Information supplied Block Start

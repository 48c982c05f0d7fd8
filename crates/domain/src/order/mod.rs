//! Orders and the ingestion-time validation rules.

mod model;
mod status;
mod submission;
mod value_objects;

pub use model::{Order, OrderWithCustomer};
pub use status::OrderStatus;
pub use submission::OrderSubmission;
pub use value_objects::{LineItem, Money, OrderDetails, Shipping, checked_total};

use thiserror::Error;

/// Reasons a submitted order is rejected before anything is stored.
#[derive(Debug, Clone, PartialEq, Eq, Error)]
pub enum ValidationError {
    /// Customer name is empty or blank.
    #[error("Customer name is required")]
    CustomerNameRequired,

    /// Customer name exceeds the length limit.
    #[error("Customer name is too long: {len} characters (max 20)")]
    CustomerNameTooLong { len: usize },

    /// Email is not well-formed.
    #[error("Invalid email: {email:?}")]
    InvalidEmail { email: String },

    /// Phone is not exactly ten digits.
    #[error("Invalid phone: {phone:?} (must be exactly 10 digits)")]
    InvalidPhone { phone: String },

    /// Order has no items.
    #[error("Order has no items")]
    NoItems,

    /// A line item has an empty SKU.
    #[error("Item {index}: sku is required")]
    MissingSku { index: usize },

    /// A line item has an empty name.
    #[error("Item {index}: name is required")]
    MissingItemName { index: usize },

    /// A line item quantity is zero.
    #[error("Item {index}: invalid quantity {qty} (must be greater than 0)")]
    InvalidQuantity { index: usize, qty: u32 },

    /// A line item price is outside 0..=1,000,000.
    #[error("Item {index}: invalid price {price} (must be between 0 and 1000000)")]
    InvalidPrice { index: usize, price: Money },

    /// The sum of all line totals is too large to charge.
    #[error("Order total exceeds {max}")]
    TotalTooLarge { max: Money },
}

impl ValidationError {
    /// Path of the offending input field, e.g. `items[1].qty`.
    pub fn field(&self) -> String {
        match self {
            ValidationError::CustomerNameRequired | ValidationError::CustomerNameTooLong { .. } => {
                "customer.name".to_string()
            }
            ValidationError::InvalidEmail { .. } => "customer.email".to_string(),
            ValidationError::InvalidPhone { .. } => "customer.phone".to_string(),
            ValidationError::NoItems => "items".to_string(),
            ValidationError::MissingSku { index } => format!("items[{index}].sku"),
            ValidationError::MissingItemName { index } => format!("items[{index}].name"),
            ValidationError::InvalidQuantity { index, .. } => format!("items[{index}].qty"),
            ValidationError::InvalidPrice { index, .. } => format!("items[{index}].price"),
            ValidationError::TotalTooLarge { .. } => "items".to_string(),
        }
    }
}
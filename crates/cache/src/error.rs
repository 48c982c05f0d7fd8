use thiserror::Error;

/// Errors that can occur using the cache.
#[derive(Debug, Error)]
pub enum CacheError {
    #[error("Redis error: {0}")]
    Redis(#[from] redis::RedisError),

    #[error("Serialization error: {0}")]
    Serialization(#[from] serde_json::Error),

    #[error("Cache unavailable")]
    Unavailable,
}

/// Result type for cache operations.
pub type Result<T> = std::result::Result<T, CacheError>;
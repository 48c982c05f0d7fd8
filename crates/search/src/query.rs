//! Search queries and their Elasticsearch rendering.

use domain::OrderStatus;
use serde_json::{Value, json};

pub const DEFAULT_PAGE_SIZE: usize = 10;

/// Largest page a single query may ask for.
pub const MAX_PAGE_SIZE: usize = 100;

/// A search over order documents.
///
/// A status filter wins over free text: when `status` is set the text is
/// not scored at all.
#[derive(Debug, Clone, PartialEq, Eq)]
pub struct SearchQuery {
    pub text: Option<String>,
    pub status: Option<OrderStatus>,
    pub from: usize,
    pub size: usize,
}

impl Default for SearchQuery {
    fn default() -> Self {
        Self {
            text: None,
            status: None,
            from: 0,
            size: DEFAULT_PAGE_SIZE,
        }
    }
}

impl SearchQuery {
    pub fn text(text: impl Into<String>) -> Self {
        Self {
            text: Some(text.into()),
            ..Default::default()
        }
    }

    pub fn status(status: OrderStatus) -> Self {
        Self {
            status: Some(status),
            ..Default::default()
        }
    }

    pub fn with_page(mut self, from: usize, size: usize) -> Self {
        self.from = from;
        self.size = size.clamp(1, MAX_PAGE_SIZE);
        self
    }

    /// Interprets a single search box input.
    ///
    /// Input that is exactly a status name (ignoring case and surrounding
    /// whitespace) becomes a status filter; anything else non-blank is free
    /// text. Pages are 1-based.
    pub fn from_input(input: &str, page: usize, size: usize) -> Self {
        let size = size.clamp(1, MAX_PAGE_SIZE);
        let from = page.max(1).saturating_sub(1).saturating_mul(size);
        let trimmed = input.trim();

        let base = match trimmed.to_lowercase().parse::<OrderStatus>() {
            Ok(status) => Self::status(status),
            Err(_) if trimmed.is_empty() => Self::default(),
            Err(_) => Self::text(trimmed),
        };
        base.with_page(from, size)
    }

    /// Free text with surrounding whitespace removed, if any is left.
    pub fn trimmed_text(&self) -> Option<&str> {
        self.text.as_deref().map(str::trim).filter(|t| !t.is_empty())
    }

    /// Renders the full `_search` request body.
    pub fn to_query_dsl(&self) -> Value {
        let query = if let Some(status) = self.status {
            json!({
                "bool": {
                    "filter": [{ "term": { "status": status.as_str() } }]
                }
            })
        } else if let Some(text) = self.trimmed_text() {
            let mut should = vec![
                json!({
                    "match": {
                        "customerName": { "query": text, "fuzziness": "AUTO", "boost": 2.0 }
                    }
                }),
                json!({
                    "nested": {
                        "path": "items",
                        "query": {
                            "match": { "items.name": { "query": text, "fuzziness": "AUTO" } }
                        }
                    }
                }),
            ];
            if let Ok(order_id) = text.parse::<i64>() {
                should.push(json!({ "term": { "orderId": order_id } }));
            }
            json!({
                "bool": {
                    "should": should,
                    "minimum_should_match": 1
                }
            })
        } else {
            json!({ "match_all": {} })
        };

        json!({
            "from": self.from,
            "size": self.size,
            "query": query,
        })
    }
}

Information supplied Block End

Task goal:
Find and copy each line above holding "CustomerNameTooLong".

Exercise solution:
    CustomerNameTooLong { len: usize },
            ValidationError::CustomerNameRequired | ValidationError::CustomerNameTooLong { .. } => {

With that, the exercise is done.